Prior to Fxmsp joining the underground, the sellers would offer RDP access to separate servers, without even bothering to ensure persistence or performing reconnaissance in the network. Fxmsp took this service into a whole new level. Despite rather simplistic methods he used, Fxmsp managed to gain access to energy companies, government organizations and even some Fortune 500 firms.
Fxmsp had indeed ended all public operations, however, it’s not unlikely that he continues making private offers posing a threat to companies in many industries, regardless of their location. In light of this, we decided to release this report, make our materials on Fxmsp’s TTPs accessible to the public, and provide recommendations to help companies protect against the types of attacks conducted by Fxmsp and similar cybercriminals. We hope that our research will help to locate and arrest the threat actor hiding behind the nickname Fxmsp and his accomplices, which is why we’ve shared the expanded version of the report with international law enforcement agencies.
Group-IB CTO and Head of Threat Hunting Intelligence
The digital traces Fxmsp left at the earliest stage of his career, allowed Group-IB Threat Intelligence team to establish his toolset and methods. In most cases, Fxmsp uses a very simple, yet effective approach. He scans a range of IP addresses for certain open ports to identify open RDP (remote desktop protocol) ports, particularly 3389. Then, he carries out brute-force attacks on the victim’s server to guess the RDP password. After gaining access to the target device, Fxmsp usually disables the existing antivirus software and firewall, then creates additional accounts. Next, he uses the Meterpreter payload on servers as a backdoor. Fxmsp himself noted in his posts that, when installing backdoors, he set a long interval for connections with C&C servers: once every 15 days. Once the access is gained, Fxmsp harvests dumps of all the accounts and decrypts them. Finally, he infects the backups by installing backdoors. Even if the victim notices suspicious activity in the system, they will most likely change passwords and perform a rollback to the backup, which has already been compromised. This approach allows him to maintain persistence and remain unnoticed for a long time.
At the time of writing, Fxmsp is no longer conducting public activities.

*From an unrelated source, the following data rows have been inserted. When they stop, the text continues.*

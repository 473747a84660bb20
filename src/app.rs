use std::collections::HashSet;
use std::time::{Duration, Instant};

use camino::{Utf8Path, Utf8PathBuf};
use ndarray::Array2;
use serde::Serialize;
use tracing::{info, warn};

use crate::config::{ClientConfig, DEFAULT_OPERATION_EXT, DEFAULT_PLOT_THRESHOLD};
use crate::domain::{ImageSize, Preface, Project, Region, RetrievalUnit, TimeSlot};
use crate::error::RetrievalError;
use crate::fetch::Fetcher;
use crate::gap::{GapKind, GapPlan, compute_gap};
use crate::ledger::{CompletionLedger, DirectoryLedger, FileLedger, LedgerMode, open_ledger};
use crate::naming::canonical_name;
use crate::paths::relativize;
use crate::persist::{self, ArtifactStore, Persistence};
use crate::summary::SummaryTable;

#[derive(Debug, Clone, PartialEq, Eq)]
pub struct OutputLocations {
    pub root: Utf8PathBuf,
    pub artifact_dir: Utf8PathBuf,
    pub ledger: Utf8PathBuf,
    pub summary_tables: Vec<Utf8PathBuf>,
    pub plot_dir: Utf8PathBuf,
}

impl OutputLocations {
    pub fn for_project(
        root: &Utf8Path,
        project: &Project,
        prefaces: &[Preface],
        mode: LedgerMode,
    ) -> Self {
        let artifact_dir = root.join("satData").join("images");
        let ledger = match mode {
            LedgerMode::File => root
                .join("satData")
                .join("logs")
                .join(format!("{project}_oper.txt")),
            LedgerMode::Directory => artifact_dir.clone(),
        };
        let summary_tables = prefaces
            .iter()
            .map(|preface| {
                root.join("data")
                    .join(format!("{project}_compData_{preface}.csv"))
            })
            .collect();
        Self {
            root: root.to_path_buf(),
            artifact_dir,
            ledger,
            summary_tables,
            plot_dir: root.join("figures"),
        }
    }

    pub fn display_path(&self, path: &Utf8Path) -> Result<String, RetrievalError> {
        Ok(relativize(&self.root, path)?.to_string())
    }
}

#[derive(Debug, Clone)]
pub struct RetrievalRequest {
    pub project: Project,
    pub prefaces: Vec<Preface>,
    pub slots: Vec<TimeSlot>,
    pub region: Region,
    pub size: ImageSize,
    pub ledger_mode: LedgerMode,
    pub write_arrays: bool,
    pub outputs: OutputLocations,
}

impl RetrievalRequest {
    pub fn writes_arrays(&self) -> bool {
        self.write_arrays || self.ledger_mode == LedgerMode::Directory
    }

    fn summary_tables_len(&self) -> usize {
        self.outputs.summary_tables.len()
    }
}

#[derive(Debug, Clone)]
pub struct RetrievalOptions {
    pub dry_run: bool,
    pub plot_threshold: usize,
    pub ledger_ext: String,
}

impl Default for RetrievalOptions {
    fn default() -> Self {
        Self {
            dry_run: false,
            plot_threshold: DEFAULT_PLOT_THRESHOLD,
            ledger_ext: DEFAULT_OPERATION_EXT.to_string(),
        }
    }
}

#[derive(Debug, Clone)]
pub struct ProgressEvent {
    pub message: String,
    pub elapsed: Option<Duration>,
}

pub trait ProgressSink {
    fn event(&self, event: ProgressEvent);
}

#[derive(Debug, Clone, Copy, PartialEq, Eq, Serialize)]
#[serde(rename_all = "lowercase")]
pub enum PrefaceStatus {
    Satisfied,
    Planned,
    Completed,
    Failed,
}

#[derive(Debug, Clone, Serialize)]
pub struct PrefaceReport {
    pub preface: String,
    pub status: PrefaceStatus,
    pub gap: GapKind,
    pub requested: usize,
    pub gap_units: usize,
    pub summary_table: String,
    pub retrieved: Vec<String>,
    pub plot: Option<String>,
    pub error: Option<String>,
}

#[derive(Debug, Clone, Serialize)]
pub struct RunReport {
    pub project: String,
    pub prefaces: Vec<PrefaceReport>,
}

impl RunReport {
    pub fn failed(&self) -> impl Iterator<Item = &PrefaceReport> {
        self.prefaces
            .iter()
            .filter(|report| report.status == PrefaceStatus::Failed)
    }

    pub fn fetched(&self) -> usize {
        self.prefaces.iter().map(|report| report.retrieved.len()).sum()
    }
}

#[derive(Clone)]
pub struct Orchestrator<F: Fetcher> {
    fetcher: F,
    client: ClientConfig,
}

impl<F: Fetcher> Orchestrator<F> {
    pub fn new(fetcher: F, client: ClientConfig) -> Self {
        Self { fetcher, client }
    }

    pub fn fetcher(&self) -> &F {
        &self.fetcher
    }

    pub fn run(
        &self,
        request: &RetrievalRequest,
        options: &RetrievalOptions,
        sink: &dyn ProgressSink,
    ) -> Result<RunReport, RetrievalError> {
        if request.prefaces.is_empty() {
            return Err(RetrievalError::InvalidUnit(format!(
                "project {} has no prefaces",
                request.project
            )));
        }
        if request.summary_tables_len() != request.prefaces.len() {
            return Err(RetrievalError::InvalidUnit(format!(
                "{} prefaces but {} summary tables",
                request.prefaces.len(),
                request.summary_tables_len()
            )));
        }
        let mut seen = HashSet::with_capacity(request.prefaces.len());
        if let Some(repeated) = request.prefaces.iter().find(|preface| !seen.insert(*preface)) {
            return Err(RetrievalError::InvalidUnit(format!(
                "preface {repeated} appears more than once in project {}",
                request.project
            )));
        }

        let mut prefaces = Vec::with_capacity(request.prefaces.len());
        for (position, preface) in request.prefaces.iter().enumerate() {
            let report = self.run_preface(request, position, options, sink);
            if let Some(error) = &report.error {
                warn!(project = %request.project, preface = %preface, error = %error, "preface batch aborted");
            }
            prefaces.push(report);
        }

        Ok(RunReport {
            project: request.project.to_string(),
            prefaces,
        })
    }

    fn run_preface(
        &self,
        request: &RetrievalRequest,
        position: usize,
        options: &RetrievalOptions,
        sink: &dyn ProgressSink,
    ) -> PrefaceReport {
        let preface = &request.prefaces[position];
        let units = RetrievalUnit::for_slots(&request.project, preface, &request.slots);
        let table = &request.outputs.summary_tables[position];
        let mut report = PrefaceReport {
            preface: preface.to_string(),
            status: PrefaceStatus::Failed,
            gap: GapKind::Full,
            requested: units.len(),
            gap_units: 0,
            summary_table: request
                .outputs
                .display_path(table)
                .unwrap_or_else(|_| table.to_string()),
            retrieved: Vec::new(),
            plot: None,
            error: None,
        };

        sink.event(ProgressEvent {
            message: format!("phase=Resolve; {} {}", request.project, preface),
            elapsed: None,
        });

        let outcome = if options.dry_run {
            self.plan_preface(request, &units, options, &mut report)
        } else {
            self.retrieve_preface(request, position, &units, options, sink, &mut report)
        };
        if let Err(err) = outcome {
            report.status = PrefaceStatus::Failed;
            report.error = Some(err.to_string());
        }
        report
    }

    fn plan_preface(
        &self,
        request: &RetrievalRequest,
        units: &[RetrievalUnit],
        options: &RetrievalOptions,
        report: &mut PrefaceReport,
    ) -> Result<(), RetrievalError> {
        let plan = match peek_ledger(request)? {
            Some(ledger) => compute_gap(units, ledger.as_ref(), &options.ledger_ext)?,
            None => GapPlan::Full(units.to_vec()),
        };
        report.gap = plan.kind();
        report.gap_units = plan.len();
        report.status = if plan.is_empty() {
            PrefaceStatus::Satisfied
        } else {
            PrefaceStatus::Planned
        };
        Ok(())
    }

    fn retrieve_preface(
        &self,
        request: &RetrievalRequest,
        position: usize,
        units: &[RetrievalUnit],
        options: &RetrievalOptions,
        sink: &dyn ProgressSink,
        report: &mut PrefaceReport,
    ) -> Result<(), RetrievalError> {
        let preface = &request.prefaces[position];
        let mut ledger = open_ledger(request.ledger_mode, &request.outputs.ledger)?;
        let summary = SummaryTable::bootstrap(&request.outputs.summary_tables[position])?;

        let plan = compute_gap(units, ledger.as_ref(), &options.ledger_ext)?;
        report.gap = plan.kind();
        report.gap_units = plan.len();
        sink.event(ProgressEvent {
            message: format!("phase=Gap; {} of {} units missing", plan.len(), units.len()),
            elapsed: None,
        });

        if plan.is_empty() {
            info!(project = %request.project, preface = %preface, "all requested units already retrieved");
            report.status = PrefaceStatus::Satisfied;
            return Ok(());
        }

        let gap = plan.into_units();
        let keep_for_plot = gap.len() < options.plot_threshold;
        let artifacts = ArtifactStore::new(request.outputs.artifact_dir.clone());
        let mut persistence = Persistence {
            artifacts: &artifacts,
            ledger: ledger.as_mut(),
            summary: &summary,
            ledger_ext: &options.ledger_ext,
            write_arrays: request.writes_arrays(),
        };

        let mut plotted: Vec<Array2<f32>> = Vec::new();
        let mut failure = None;
        for unit in &gap {
            match self.fetch_band(request, unit, position, sink) {
                Ok(band) => {
                    if let Err(err) = persistence.persist_unit(unit, &band) {
                        failure = Some(err);
                        break;
                    }
                    report
                        .retrieved
                        .push(canonical_name(unit, &options.ledger_ext).to_string());
                    if keep_for_plot {
                        plotted.push(band);
                    }
                }
                Err(err) => {
                    failure = Some(err);
                    break;
                }
            }
        }

        sink.event(ProgressEvent {
            message: format!("phase=Store; {} units persisted", report.retrieved.len()),
            elapsed: None,
        });
        let resorted = persistence.resort_summary();
        if let Some(err) = failure {
            return Err(err);
        }
        resorted?;

        if keep_for_plot {
            let slots = gap.iter().map(|unit| unit.slot).collect::<Vec<_>>();
            if let Some(name) = persist::composite_name(&request.project, preface, &slots) {
                let path = request.outputs.plot_dir.join(name);
                sink.event(ProgressEvent {
                    message: "phase=Plot; rendering composite".to_string(),
                    elapsed: None,
                });
                if persist::render_composite(&plotted, &path)? {
                    report.plot = Some(request.outputs.display_path(&path)?);
                }
            }
        }

        info!(
            project = %request.project,
            preface = %preface,
            fetched = report.retrieved.len(),
            "preface batch complete"
        );
        report.status = PrefaceStatus::Completed;
        Ok(())
    }

    fn fetch_band(
        &self,
        request: &RetrievalRequest,
        unit: &RetrievalUnit,
        position: usize,
        sink: &dyn ProgressSink,
    ) -> Result<Array2<f32>, RetrievalError> {
        sink.event(ProgressEvent {
            message: format!("phase=Fetch; {} {}", unit.preface, unit.slot),
            elapsed: None,
        });
        let start = Instant::now();
        let raster = self
            .fetcher
            .fetch(&unit.slot, &request.region, request.size, &self.client)
            .map_err(|err| match err {
                RetrievalError::FetchFailure { .. } => err,
                other => RetrievalError::FetchFailure {
                    slot: unit.slot.to_string(),
                    message: other.to_string(),
                },
            })?;
        let elapsed = start.elapsed();
        sink.event(ProgressEvent {
            message: format!("fetch.response latency_ms={}", elapsed.as_millis()),
            elapsed: Some(elapsed),
        });
        raster.band(position)
    }
}

fn peek_ledger(
    request: &RetrievalRequest,
) -> Result<Option<Box<dyn CompletionLedger>>, RetrievalError> {
    if !request.outputs.ledger.as_std_path().exists() {
        return Ok(None);
    }
    let ledger: Box<dyn CompletionLedger> = match request.ledger_mode {
        LedgerMode::File => Box::new(FileLedger::open(&request.outputs.ledger)?),
        LedgerMode::Directory => Box::new(DirectoryLedger::open(&request.outputs.ledger)?),
    };
    Ok(Some(ledger))
}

It is uncertain, however, whether he is still breaking into company networks and continues to make private offers. Given the risks, we deem it essential to offer universal recommendations on how to prevent attacks that bear similarities to those conducted by Fxmsp.
Fxmsp uses open RDP ports as the initial attack vector, therefore, the default RDP port 3389 can be edited by changing it to any other. As the attackers usually need several attempts to brute force passwords and gain access to the RDP, it is important to enable account lockout policies by limiting the number of failed login attempts per user. Another important element to ensure resilience against this type of attack is to constantly monitor the darknet for compromised data related to your company. Threat intelligence solutions enable organizations to mitigate risks and further damage by quickly identifying stolen records and track down the source of the breach, while specialized threat detection systems allow to discover unwanted intrusions, traffic anomalies within the corporate network, and attempts to gain unauthorized access to any data.